Use WebFetch with PubMed URLs for:
- Biomedical and life sciences research
- Clinical studies and medical literature
- Molecular, cellular, and physiological mechanisms
- Disease etiology and pathology
- Drug and therapeutic research

### Effective PubMed Search Techniques

#### 1. Start with Review Articles

**Why:** Reviews synthesize literature, identify key concepts, and provide comprehensive reference lists.

**Search strategy:**
- Add "review" to search terms
- Use PubMed filters: Article Type → Review, Systematic Review, Meta-Analysis
- Look for recent reviews (last 2-5 years)

**Example searches:**
- `https://pubmed.ncbi.nlm.nih.gov/?term=wound+healing+diabetes+review`
- `https://pubmed.ncbi.nlm.nih.gov/?term=gut+microbiome+cognition+systematic+review`

#### 2. Use MeSH Terms (Medical Subject Headings)

**Why:** MeSH terms are standardized vocabulary that captures concept variations.

**Strategy:**
- PubMed auto-suggests MeSH terms
- Helps find papers using different terminology for same concept
- More comprehensive than keyword-only searches

**Example:**
- Instead of just "heart attack," use MeSH term "Myocardial Infarction"
- Captures papers using "MI," "heart attack," "cardiac infarction," etc.

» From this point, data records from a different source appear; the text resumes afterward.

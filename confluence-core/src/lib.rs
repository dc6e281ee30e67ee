/// Confluence Core - multi-timeframe signal analysis
///
/// Turns a set of candles across five timeframes (1d, 4h, 1h, 5m, 1m) into a single
/// `TradingSignal`:
/// - analysis engines: volume profile, order flow, trend per timeframe, key levels
/// - three independent strategy evaluators (trend-following, grid, mean-reversion)
/// - a majority vote synthesiser producing the final signal
///
/// Market data is supplied through the `MarketDataProvider` interface; venue
/// integrations live in `confluence-data`.
pub mod analysis;

/// Candle, [`Timeframe`] and [`CandleSet`] data model.
pub mod candle;

/// All errors generated in the confluence-core crate.
pub mod error;

/// End-to-end pipeline entry point.
pub mod generator;

/// [`MarketDataProvider`] interface and the concurrent multi-timeframe fetch.
pub mod provider;

/// Majority vote synthesis and the [`TradingSignal`] output.
pub mod signal;

/// Strategy evaluators and their shared input bundle.
pub mod strategy;

pub use candle::{Candle, CandleSet, Timeframe};
pub use error::{AnalysisError, ProviderError, SignalError};
pub use generator::SignalGenerator;
pub use provider::{MarketDataProvider, fetch_candle_set};
pub use signal::{SignalSynthesizer, TradingSignal};
pub use strategy::{
    AnalysisBundle, MarketState, Setup, SignalSide, Strategy, StrategyError, StrategyId,
    StrategyResult,
};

#### 3. Boolean Operators and Advanced Syntax

**AND:** Narrow search (all terms must be present)
- `diabetes AND wound healing AND inflammation`

**OR:** Broaden search (any term can be present)
- `(Alzheimer OR dementia) AND gut microbiome`

**NOT:** Exclude terms
- `cancer treatment NOT surgery`

**Quotes:** Exact phrases
- `"oxidative stress"`

**Wildcards:** Variations
- `gene*` finds gene, genes, genetic, genetics

#### 4. Filter by Publication Type and Date

**Publication types:**
- Clinical Trial
- Meta-Analysis
- Systematic Review
- Research Support, NIH
- Randomized Controlled Trial

**Date filters:**
- Recent work (last 2-5 years): Cutting-edge findings
- Historical work: Foundational studies
- Specific time periods: Track development of understanding

#### 5. Use "Similar Articles" and "Cited By"

**Strategy:**
- Find one highly relevant paper
- Click "Similar articles" for related work
- Use cited by tools to find newer work building on it

### PubMed Search Examples by Hypothesis Goal

**Mechanistic understanding:**
```
https://pubmed.ncbi.nlm.nih.gov/?term=(mechanism+OR+pathway)+AND+[phenomenon]+AND+(molecular+OR+cellular)
```

**Causal relationships:**
```
https://pubmed.ncbi.nlm.nih.gov/?term=[exposure]+AND+[outcome]+AND+(randomized+controlled+trial+OR+cohort+study)
```

**Biomarkers and associations:**
```
https://pubmed.ncbi.nlm.nih.gov/?term=[biomarker]+AND+[disease]+AND+(association+OR+correlation+OR+prediction)
```

**Treatment effectiveness:**
```
https://pubmed.ncbi.nlm.nih.gov/?term=[intervention]+AND+[condition]+AND+(efficacy+OR+effectiveness+OR+clinical+trial)
```

## General Scientific Web Search Strategies

### When to Use Web Search

Use WebSearch for:
- Non-biomedical sciences (physics, chemistry, materials, earth sciences)
- Interdisciplinary topics
- Recent preprints and unpublished work
- Grey literature (technical reports, conference proceedings)
- Broader context and cross-domain analogies

### Effective Web Search Techniques

#### 1. Use Domain-Specific Search Terms

**Include field-specific terminology:**
- Chemistry: "mechanism," "reaction pathway," "synthesis"
- Physics: "model," "theory," "experimental validation"
- Materials science: "properties," "characterization," "synthesis"
- Ecology: "population dynamics," "community structure"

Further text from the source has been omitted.